Richard Riordan, the first Catholic to serve as Mayor of Los Angeles in the modern era, died at the age of 92 on Wednesday, April 19, his family announced.

Riordan served as mayor from 1993 to 2001 and is largely credited for guiding the city in the aftermath of the 1992 L.A. Riots and the 1994 Northridge earthquake. In a statement shared Thursday morning, Los Angeles Archbishop José H. Gomez said his death “marks the end of an era here in the city and in the Church here in Los Angeles.

“Mayor Riordan was a devoted public servant, a generous philanthropist, a wise civic leader, and a fine Christian gentleman, who worked hard to make life better for those he served, especially for the poorest Angelenos,” said the archbishop.

Originally from New York City, Riordan studied at Jesuit-run Santa Clara University in the Bay Area before transferring to Princeton. He eventually moved to Los Angeles, where he built a career as a lawyer, businessman, and investment banker.  

He was known as an enthusiastic supporter of Catholic charitable causes, especially Catholic education. When then-Archbishop Roger Mahony established the Catholic Education Foundation (CEF) to provide tuition support for students in LA’s Catholic school students in 1987, Riordan was among the prominent business leaders chosen to serve as a founding trustee. He was also CEF’s first president.

mahony riordan

Then-Los Angeles Mayor Richard Riordan (left), entertainer Ed McMahon and Cardinal Roger Mahony gather with Catholic school children at the National Catholic Educational Association meeting in Los Angeles April 14, 1998. Educators from across the country gathered for their 95th annual convention. (Mike Nelson/The Tidings)

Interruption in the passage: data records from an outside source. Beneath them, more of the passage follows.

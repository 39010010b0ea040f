//! Fatal NIC conditions.
//!
//! Every variant is a modeling or integration bug. The run stops at the
//! event that detected it and the offending flow's state is left in place.

use snappr_core::{FlowId, MessageKind, NodeId, Port};

#[derive(Debug, Clone, PartialEq, Eq, thiserror::Error)]
pub enum NicError {
    #[error("credit underflow on {port}: consuming {requested} bytes with {available} available")]
    CreditUnderflow {
        port: Port,
        requested: u64,
        available: u64,
    },

    #[error("credit overflow on {port}: returning {returned} bytes with only {outstanding} consumed")]
    CreditOverflow {
        port: Port,
        returned: u64,
        outstanding: u64,
    },

    #[error("packet size must be at least one byte")]
    ZeroPacketSize,

    #[error("{port} out of range, nic has {num_ports} ports")]
    UnknownPort { port: Port, num_ports: u16 },

    #[error("{flow} from {src} on {port}: first packet arrived at offset {offset}, flow was never established")]
    UnknownFlow {
        src: NodeId,
        flow: FlowId,
        port: Port,
        offset: u64,
    },

    #[error("{flow} from {src} on {port}: bytes at offset {offset} already delivered ({received} received)")]
    DoubleDelivery {
        src: NodeId,
        flow: FlowId,
        port: Port,
        offset: u64,
        received: u64,
    },

    #[error("{flow} from {src} on {port}: packet at offset {offset} leaves a gap after {received} received bytes")]
    NonContiguous {
        src: NodeId,
        flow: FlowId,
        port: Port,
        offset: u64,
        received: u64,
    },

    #[error("{flow} from {src} on {port}: packet [{offset}, +{num_bytes}) overruns declared length {total}")]
    Overrun {
        src: NodeId,
        flow: FlowId,
        port: Port,
        offset: u64,
        num_bytes: u32,
        total: u64,
    },

    #[error("{flow} from {src}: packet declares length {declared}, flow was established with {expected}")]
    LengthMismatch {
        src: NodeId,
        flow: FlowId,
        declared: u64,
        expected: u64,
    },

    #[error("{flow} from {src}: all {total} bytes arrived but no packet carried the message")]
    MissingPayload { src: NodeId, flow: FlowId, total: u64 },

    #[error("{flow}: message from {src} handed to nic {nic}")]
    ForeignMessage { flow: FlowId, src: NodeId, nic: NodeId },

    #[error("{flow}: packet for {dst} delivered to nic {nic}")]
    Misrouted { flow: FlowId, dst: NodeId, nic: NodeId },

    #[error("{flow}: ack requested for {kind}, which has no acknowledgment variant")]
    NotAckable { flow: FlowId, kind: MessageKind },
}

In his statement, Archbishop Gomez also cited Riordan’s “guidance and support” in the building of the Cathedral of Our Lady of the Angels “and his vision and leadership in the area of Catholic education.”

In 2011, he launched a two-year, $100 million legacy campaign for CEF, and in 2013, was honored at a 25th CEF anniversary event attended by more than 800 people.

Prior to his election as mayor, Riordan was inducted into the Order of Malta. 

“I could always count on his advice and counsel and was always encouraged by his enthusiasm and optimism for the Church’s mission,” Archbishop Gomez said. “He will be missed. May God grant him eternal rest and give peace and consolation to his family and loved ones.”

Editor’s note: This is a breaking news story and will be updated.